Kidulting: Ketika Nostalgia Menjadi Strategi Bertahan di Era Modern

Oleh: Antonius Satria Hadi, PhD – Dosen Fakultas Ekonomi, Universitas Widya Mataram (UWM) Yogyakarta
RILISINFO.COM, Yogyakarta – ‎‎Fenomena kidulting, ketika orang dewasa menikmati hal-hal yang identik dengan masa kecil seperti mainan, kartun, atau koleksi karakter animasi, kini menjadi tren global yang menjanjikan.

‎Di tengah tekanan hidup modern, nostalgia menjadi ruang pelarian emosional yang menenangkan. Tak heran, banyak merek memanfaatkan kekuatan kenangan masa kecil ini untuk membangun ikatan emosional dengan konsumen.

‎“Konsumen tidak hanya membeli produk, tetapi juga perasaan yang membuat mereka bahagia,” ungkap pakar pemasaran emosional, Jonah Berger.

‎Dalam konteks bisnis, kidulting bukan sekadar tren konsumsi, melainkan peluang besar.

‎Brand besar seperti Uniqlo hingga Taro Snack telah membuktikan bahwa sentuhan nostalgia mampu menghidupkan kembali daya tarik produk lama.

‎“Desain jadul menciptakan rasa kedekatan dan kenangan positif,” ujar seorang pelaku industri kreatif di Jakarta.

‎Bahkan, muncul café bertema kartun, museum mainan, hingga merchandise edisi retro yang ramai dikunjungi generasi dewasa muda.

‎Hal ini menunjukkan bahwa kenangan masa kecil dapat menjadi fondasi strategi pemasaran yang efektif dan menguntungkan.

‎Namun, di balik potensi besar tersebut, pelaku bisnis harus berhati-hati.
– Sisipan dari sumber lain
//! Database configuration module for the Artiverse data layer.
//!
//! This module handles database connection and table creation using `SeaORM`.
//! Tables are generated from the entity definitions with
//! `Schema::create_table_from_entity`, so foreign keys, cascades and unique
//! constraints come straight from the `Relation` and column attributes.

use crate::entities::{
    Follow, FollowColumn, FriendRequest, Friendship, Notification, PasswordResetToken, Post, Profile, Report,
    User,
};
use crate::errors::Result;
use sea_orm::{
    ConnectionTrait, Database, DatabaseConnection, EntityTrait, Schema,
    sea_query::{Index, IndexCreateStatement, TableCreateStatement},
};
use tracing::{debug, info};

/// Default store used when `DATABASE_URL` is not set.
pub const DEFAULT_DATABASE_URL: &str = "sqlite://data/artiverse.sqlite?mode=rwc";

/// Establishes a connection to the database at `database_url`.
///
/// `SQLite` connections opened through `sqlx` enforce foreign keys, which the
/// cascade rules on every user reference rely on.
pub async fn create_connection(database_url: &str) -> Result<DatabaseConnection> {
    debug!("Connecting to database at {}", database_url);
    Database::connect(database_url).await.map_err(Into::into)
}

fn table_for<E: EntityTrait>(schema: &Schema, entity: E) -> TableCreateStatement {
    let mut table = schema.create_table_from_entity(entity);
    table.if_not_exists();
    table
}

/// A user follows another user at most once.
fn unique_follow_edge() -> IndexCreateStatement {
    Index::create()
        .name("idx_seguir_usuario_par")
        .table(Follow)
        .col(FollowColumn::FollowerId)
        .col(FollowColumn::FollowedId)
        .unique()
        .if_not_exists()
        .to_owned()
}

/// Creates all tables and indexes that do not exist yet.
///
/// `usuarios` is created first since every other table references it.
pub async fn create_tables<C>(db: &C) -> Result<()>
where
    C: ConnectionTrait,
{
    let builder = db.get_database_backend();
    let schema = Schema::new(builder);

    let tables = [
        table_for(&schema, User),
        table_for(&schema, Profile),
        table_for(&schema, Post),
        table_for(&schema, Follow),
        table_for(&schema, Report),
        table_for(&schema, FriendRequest),
        table_for(&schema, Notification),
        table_for(&schema, Friendship),
        table_for(&schema, PasswordResetToken),
    ];

    for table in &tables {
        db.execute(builder.build(table)).await?;
    }
    db.execute(builder.build(&unique_follow_edge())).await?;

    info!("Database schema ensured ({} tables)", tables.len());
    Ok(())
}
//! Shared test utilities for the Artiverse data layer.
//!
//! This module provides common helper functions for setting up test databases
//! and creating test users with sensible defaults.

use crate::{
    core::user::{self, NewUser},
    entities,
    errors::Result,
};
use sea_orm::DatabaseConnection;
use std::collections::HashMap;

/// Variable lookup backed by fixed pairs, standing in for the process environment.
pub fn lookup_from(pairs: &[(&str, &str)]) -> impl Fn(&str) -> Option<String> + use<> {
    let map: HashMap<String, String> = pairs
        .iter()
        .map(|(k, v)| ((*k).to_string(), (*v).to_string()))
        .collect();
    move |key| map.get(key).cloned()
}

/// Creates an in-memory `SQLite` database with all tables initialized.
/// This is the standard setup for all integration tests.
pub async fn setup_test_db() -> Result<DatabaseConnection> {
    let db = sea_orm::Database::connect("sqlite::memory:").await?;
    crate::config::database::create_tables(&db).await?;
    Ok(db)
}

/// Creates a test user with sensible defaults.
///
/// # Defaults
/// * `password_hash`: `"test-hash"`
/// * `username`: the local part of `email`
/// * every other optional field: None
pub async fn create_test_user(db: &DatabaseConnection, email: &str) -> Result<entities::user::Model> {
    let username = email.split('@').next().map(ToString::to_string);
    user::create_user(
        db,
        NewUser {
            email: email.to_string(),
            password_hash: "test-hash".to_string(),
            username,
            ..Default::default()
        },
    )
    .await
}

/// Creates a test user with custom parameters.
pub async fn create_custom_user(
    db: &DatabaseConnection,
    new_user: NewUser,
) -> Result<entities::user::Model> {
    user::create_user(db, new_user).await
}

/// Sets up a test environment with two users.
/// Returns (db, ana, bruno) for social graph scenarios.
pub async fn setup_with_users() -> Result<(
    DatabaseConnection,
    entities::user::Model,
    entities::user::Model,
)> {
    let db = setup_test_db().await?;
    let ana = create_test_user(&db, "ana@artiverse.app").await?;
    let bruno = create_test_user(&db, "bruno@artiverse.app").await?;
    Ok((db, ana, bruno))
}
Nostalgia adalah pedang bermata dua.

‎Jika tidak dilakukan dengan riset dan keaslian, kidulting bisa terasa dipaksakan dan kehilangan maknanya.

‎“Kuncinya ada pada keotentikan—produk harus jujur terhadap nilai emosional yang dibawa,” tegas Antonius Satria Hadi.

‎Artinya, pelaku bisnis perlu memahami psikologi konsumen, bukan sekadar meniru tren global.

‎Kidulting membuktikan bahwa dalam dunia serba digital, manusia tetap merindukan kesederhanaan masa lalu.

‎Dari mainan hingga fesyen, dari camilan jadul hingga film klasik, nostalgia kini menjadi strategi pemasaran yang kuat.

‎Bagi pelaku usaha di Indonesia, fenomena ini adalah peluang emas untuk menciptakan produk yang bukan hanya laku, tapi juga menghangatkan hati konsumen.

‎Karena pada akhirnya, bisnis terbaik adalah yang mampu menyentuh sisi manusiawi pelanggan.